J.T.’s family lost the original case that would have kept him in his neighborhood school, but his mother recently filed an appeal in the New Jersey State Supreme Court. The case started when the child was in kindergarten, and he is now in fifth grade. I was hoping for a bit faster results for my daughter, but at the rate things were going, there was no guarantee.

Before you move

Diane Provo, child development behavior specialist and private consultant, points out that you need to look at things like accommodations and modifications before considering a drastic move like a change of schools. She says that strategies can include, “Directions repeated in multiple ways, checking for understanding, preferential seating, a buddy in class, use of technology. All of that needs to be applied before there is a consideration of changing where a child goes to school.”

One special ed teacher who asked not to be named told me that it’s easier for a general ed teacher to manage a class full of students working at similar levels than one with students who need extra support, even if this cannot legally be taken into consideration with a child’s placement. She advises parents to remember that, “You have rights and your child has rights. Getting the right academic support is something you need to fight for. If you don’t feel good about a proposed change in your child’s (plan), don’t sign it.”

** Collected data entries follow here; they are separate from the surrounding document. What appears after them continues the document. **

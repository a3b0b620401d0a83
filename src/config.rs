use std::fmt;
use std::path::{Path, PathBuf};

use crate::error::{PipelineError, Result};

/// Template space every DiFuMo atlas is registered to.
pub const TEMPLATE: &str = "MNI152NLin2009cAsym";

/// Sentinel accepted on the command line for "every value".
pub const ALL: i32 = -1;

// ---------------------------------------------------------------------------
// Dimension / resolution
// ---------------------------------------------------------------------------

/// Number of components in a DiFuMo dictionary.
#[derive(Debug, Clone, Copy, PartialEq, Eq, PartialOrd, Ord, Hash)]
pub struct Dimension(u16);

impl Dimension {
    pub const ALL: [Dimension; 5] = [
        Dimension(64),
        Dimension(128),
        Dimension(256),
        Dimension(512),
        Dimension(1024),
    ];

    pub fn get(self) -> u16 {
        self.0
    }
}

impl TryFrom<i32> for Dimension {
    type Error = PipelineError;

    fn try_from(value: i32) -> Result<Self> {
        Dimension::ALL
            .into_iter()
            .find(|d| i32::from(d.0) == value)
            .ok_or_else(|| {
                PipelineError::Config(format!(
                    "dimension {value} is not one of {{64, 128, 256, 512, 1024}} (or -1 for all)"
                ))
            })
    }
}

impl fmt::Display for Dimension {
    fn fmt(&self, f: &mut fmt::Formatter<'_>) -> fmt::Result {
        write!(f, "{}", self.0)
    }
}

/// Isotropic voxel size of an atlas, in millimetres.
#[derive(Debug, Clone, Copy, PartialEq, Eq, PartialOrd, Ord, Hash)]
pub struct Resolution(u8);

impl Resolution {
    pub const ALL: [Resolution; 2] = [Resolution(2), Resolution(3)];

    pub fn mm(self) -> u8 {
        self.0
    }
}

impl TryFrom<i32> for Resolution {
    type Error = PipelineError;

    fn try_from(value: i32) -> Result<Self> {
        Resolution::ALL
            .into_iter()
            .find(|r| i32::from(r.0) == value)
            .ok_or_else(|| {
                PipelineError::Config(format!(
                    "resolution {value} is not one of {{2, 3}} (or -1 for all)"
                ))
            })
    }
}

impl fmt::Display for Resolution {
    fn fmt(&self, f: &mut fmt::Formatter<'_>) -> fmt::Result {
        write!(f, "{}", self.0)
    }
}

// ---------------------------------------------------------------------------
// Selection of atlases to process
// ---------------------------------------------------------------------------

/// The dimension × resolution cross-product a run iterates over.
#[derive(Debug, Clone, PartialEq, Eq)]
pub struct Selection {
    pub dimensions: Vec<Dimension>,
    pub resolutions: Vec<Resolution>,
}

impl Selection {
    /// Build from raw command line integers, `-1` meaning all.
    pub fn resolve(dim: i32, res: i32) -> Result<Self> {
        let dimensions = if dim == ALL {
            Dimension::ALL.to_vec()
        } else {
            vec![Dimension::try_from(dim)?]
        };
        let resolutions = if res == ALL {
            Resolution::ALL.to_vec()
        } else {
            vec![Resolution::try_from(res)?]
        };
        Ok(Selection {
            dimensions,
            resolutions,
        })
    }

    /// Pairs in processing order: dimensions outer, resolutions inner.
    pub fn pairs(&self) -> impl Iterator<Item = (Dimension, Resolution)> + '_ {
        self.dimensions
            .iter()
            .flat_map(|&d| self.resolutions.iter().map(move |&r| (d, r)))
    }
}

impl Default for Selection {
    fn default() -> Self {
        Selection {
            dimensions: Dimension::ALL.to_vec(),
            resolutions: Resolution::ALL.to_vec(),
        }
    }
}

// ---------------------------------------------------------------------------
// Paths and file names
// ---------------------------------------------------------------------------

/// Root of the repository; default locations hang off it.
pub fn project_root() -> PathBuf {
    PathBuf::from(env!("CARGO_MANIFEST_DIR"))
}

pub fn default_input_path() -> PathBuf {
    project_root().join("data").join("raw")
}

pub fn default_output_path() -> PathBuf {
    project_root().join("data").join("processed")
}

/// Directory holding the manifest of the segmented derivative.
pub fn segmented_root(output_path: &Path) -> PathBuf {
    output_path.join("segmented_difumo_atlases")
}

/// Directory holding the per-atlas volumes and label tables.
pub fn template_dir(segmented_root: &Path) -> PathBuf {
    segmented_root.join(format!("tpl-{TEMPLATE}"))
}

/// Shared stem of the `.nii.gz` and `.tsv` written for one atlas.
pub fn segmented_file_root(dim: Dimension, res: Resolution) -> String {
    format!(
        "tpl-{TEMPLATE}_res-{:02}_atlas-DiFuMo_desc-{}dimensionsSegmented_probseg",
        res.mm(),
        dim.get()
    )
}

#[cfg(test)]
mod tests {
    use super::*;

    #[test]
    fn minus_one_selects_everything() {
        let sel = Selection::resolve(ALL, ALL).unwrap();
        assert_eq!(sel.dimensions.len(), 5);
        assert_eq!(sel.resolutions.len(), 2);
        assert_eq!(sel.pairs().count(), 10);
        assert_eq!(sel, Selection::default());
    }

    #[test]
    fn single_values_are_validated() {
        let sel = Selection::resolve(256, 3).unwrap();
        assert_eq!(sel.dimensions, vec![Dimension(256)]);
        assert_eq!(sel.resolutions, vec![Resolution(3)]);

        assert!(matches!(
            Selection::resolve(100, 2),
            Err(PipelineError::Config(_))
        ));
        assert!(matches!(
            Selection::resolve(64, 1),
            Err(PipelineError::Config(_))
        ));
    }

    #[test]
    fn pairs_iterate_dimensions_outer() {
        let sel = Selection::resolve(ALL, ALL).unwrap();
        let pairs: Vec<(u16, u8)> = sel.pairs().map(|(d, r)| (d.get(), r.mm())).collect();
        assert_eq!(&pairs[..3], &[(64, 2), (64, 3), (128, 2)]);
    }

    #[test]
    fn file_root_pads_resolution() {
        let name = segmented_file_root(Dimension(128), Resolution(2));
        assert_eq!(
            name,
            "tpl-MNI152NLin2009cAsym_res-02_atlas-DiFuMo_desc-128dimensionsSegmented_probseg"
        );
    }
}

She’s right. But pushing back takes energy. And conviction. My maternal instincts — about inclusion, and centralized classrooms, and about my daughter’s general well-being — all proved to be in line with her individual needs and the latest research on what’s best for children with disabilities. But it was only after I had armed myself with enough knowledge and research that I felt I had the power to really stand up for what she needed. “Parents should be reminded that they are really experts on their children, and can be even better experts if they arm themselves with the law and the facts,” says Lowenkron.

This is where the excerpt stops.